Published in final edited form as: Behav Brain Sci. 2014 Apr;37(2):220. doi: 10.1017/S0140525X13002495

Neonatal imitation and an epigenetic account of mirror neuron development

Elizabeth A Simpson a,b, Nathan A Fox c, Antonella Tramacere a, Pier F Ferrari a
PMCID: PMC4624099  NIHMSID: NIHMS725339  PMID: 24775177

Abstract

Neonatal imitation should not exclusively be considered at the population-level; instead, we propose that inconsistent findings regarding its occurrence result from important individual differences in imitative responses. We also highlight what we consider to be a false dichotomy of genetic versus learning accounts of the development of mirror neurons (MNs) and, instead, suggest a more parsimonious epigenetic perspective.

A number of lines of evidence support the notion that neonatal imitation is a real phenomenon.

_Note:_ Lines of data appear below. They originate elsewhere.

//! Hub cluster access.

pub mod client;

pub use client::{HubClient, HubConfig};
//! Paginated response types.

use serde::{Deserialize, Serialize};
use serde_json::Value;

/// Pagination metadata returned with every paged response.
#[derive(Debug, Clone, Copy, PartialEq, Eq, Serialize, Deserialize)]
pub struct Pager {
    /// Current page number as reported by the API.
    #[serde(default)]
    pub page: i64,

    /// Number of records per page.
    pub per_page: i64,

    /// Total number of records across all pages.
    pub total: i64,
}

impl Pager {
    /// Returns the number of pages implied by `total` and `per_page`.
    ///
    /// A non-positive `per_page` is treated as a single page rather than a
    /// division by zero. A non-positive `total` means there are no pages.
    #[must_use]
    pub fn total_pages(&self) -> i64 {
        if self.total <= 0 {
            return 0;
        }
        if self.per_page <= 0 {
            return 1;
        }
        (self.total - 1) / self.per_page + 1
    }
}

/// One page of a paginated response.
#[derive(Debug, Clone, PartialEq, Serialize, Deserialize)]
pub struct Page {
    /// Pagination metadata.
    pub pager: Pager,

    /// Records on this page.
    #[serde(default)]
    pub results: Vec<Value>,
}

impl Page {
    /// Decodes a page from a JSON response body.
    ///
    /// # Errors
    ///
    /// Returns an error if the value has no `pager` or `results` is not an
    /// array.
    pub fn from_value(value: Value) -> Result<Self, serde_json::Error> {
        serde_json::from_value(value)
    }
}

#[cfg(test)]
mod tests {
    use serde_json::json;

    use super::*;

    fn pager(total: i64, per_page: i64) -> Pager {
        Pager {
            page: 1,
            per_page,
            total,
        }
    }

    #[test]
    fn test_total_pages_exact() {
        assert_eq!(pager(100, 10).total_pages(), 10);
    }

    #[test]
    fn test_total_pages_rounds_up() {
        assert_eq!(pager(101, 10).total_pages(), 11);
        assert_eq!(pager(1, 50).total_pages(), 1);
    }

    #[test]
    fn test_total_pages_zero_per_page() {
        assert_eq!(pager(100, 0).total_pages(), 1);
        assert_eq!(pager(100, -5).total_pages(), 1);
    }

    #[test]
    fn test_total_pages_empty() {
        assert_eq!(pager(0, 10).total_pages(), 0);
    }

    #[test]
    fn test_page_from_value() {
        let page = Page::from_value(json!({
            "success": 1,
            "pager": { "page": 2, "per_page": 50, "total": 120 },
            "results": [{ "id": "1" }, { "id": "2" }]
        }))
        .unwrap();

        assert_eq!(page.pager.page, 2);
        assert_eq!(page.pager.total_pages(), 3);
        assert_eq!(page.results.len(), 2);
    }

    #[test]
    fn test_page_from_value_missing_pager() {
        let result = Page::from_value(json!({ "success": 0, "error": "TOKEN_INVALID" }));
        assert!(result.is_err());
    }
}
//! BetsAPI CLI - Command line access to the BetsAPI sports odds API.
//!
//! This crate wires the SDK client to a small command line interface that
//! prints leagues, events and odds as JSON.
//!
//! # Components
//!
//! - [`settings`]: Connection settings from flags and environment
//! - [`commands`]: Subcommands and their execution

pub mod commands;
pub mod settings;

use clap::Parser;

pub use commands::Command;
pub use settings::ConnectionArgs;

/// Command line interface.
#[derive(Debug, Parser)]
#[command(name = "betsapi", version, about = "Query the BetsAPI sports odds API")]
pub struct Cli {
    /// Connection settings.
    #[command(flatten)]
    pub connection: ConnectionArgs,

    /// Command to run.
    #[command(subcommand)]
    pub command: Command,
}

#[cfg(test)]
mod tests {
    use betsapi_sdk::Sport;

    use super::*;

    #[test]
    fn test_cli_parses_leagues() {
        let cli = Cli::try_parse_from([
            "betsapi",
            "--token",
            "TOK",
            "leagues",
            "ice-hockey",
            "--country",
            "se",
        ])
        .unwrap();

        assert_eq!(cli.connection.token.as_deref(), Some("TOK"));
        match cli.command {
            Command::Leagues { sport, country } => {
                assert_eq!(sport, Sport::IceHockey);
                assert_eq!(country.as_deref(), Some("se"));
            }
            other => panic!("unexpected command: {other:?}"),
        }
    }

    #[test]
    fn test_cli_global_flags_after_subcommand() {
        let cli = Cli::try_parse_from(["betsapi", "odds", "123", "--retries", "0"]).unwrap();

        assert_eq!(cli.connection.retries, "0");
        assert!(matches!(cli.command, Command::Odds { event_id: 123 }));
    }

    #[test]
    fn test_cli_rejects_unknown_sport() {
        let result = Cli::try_parse_from(["betsapi", "leagues", "quidditch"]);
        assert!(result.is_err());
    }
}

Though we realize our commentary is unlikely to settle this debate, we believe that Cook et al. fail to consider the importance of individual differences in neonatal imitation. Neonatal imitation has been demonstrated using more than one gesture (which is critical because it shows specificity in matching) in more than two dozen studies. In fact, recent work – not reported by Cook et al. – refutes the notion that neonatal imitation is simply an arousal effect (Nagy et al. 2012). Similarly, neonatal imitation is not a reflex-like behavior, as newborns appear to remember, after a delay, both the particular gesture (Paukner et al. 2011) and person (Simpson et al., under review) with whom they interacted and initiate interactions. Moreover, nursery infant monkeys, who have no exposure to contingent behaviors from caregivers, and therefore have no opportunities to learn to imitate, still show neonatal imitation (Ferrari et al. 2006). Given that neonatal imitation occurs in a variety of primates, it may be a shared behavioral adaptation (Paukner et al. 2013a).

Critically, neonatal imitation may reflect activity of the nascent mirror neuron system, as it is associated with suppression of specific electroencephalogram (EEG) frequency band activity (Ferrari et al. 2012). This work is consistent with a recent study based on simultaneous EEG and functional magnetic resonance imaging (fMRI) in human adults showing activity of the parietal and premotor/motor cortex (i.e., MN areas) linked to EEG suppression within the alpha band (i.e., mu rhythm) (Arnstein et al. 2011). And, there is EEG evidence of a functioning mirror neuron system from birth in neonate macaques that lack any early face-to-face contingent experience with social partners (Ferrari et al. 2012).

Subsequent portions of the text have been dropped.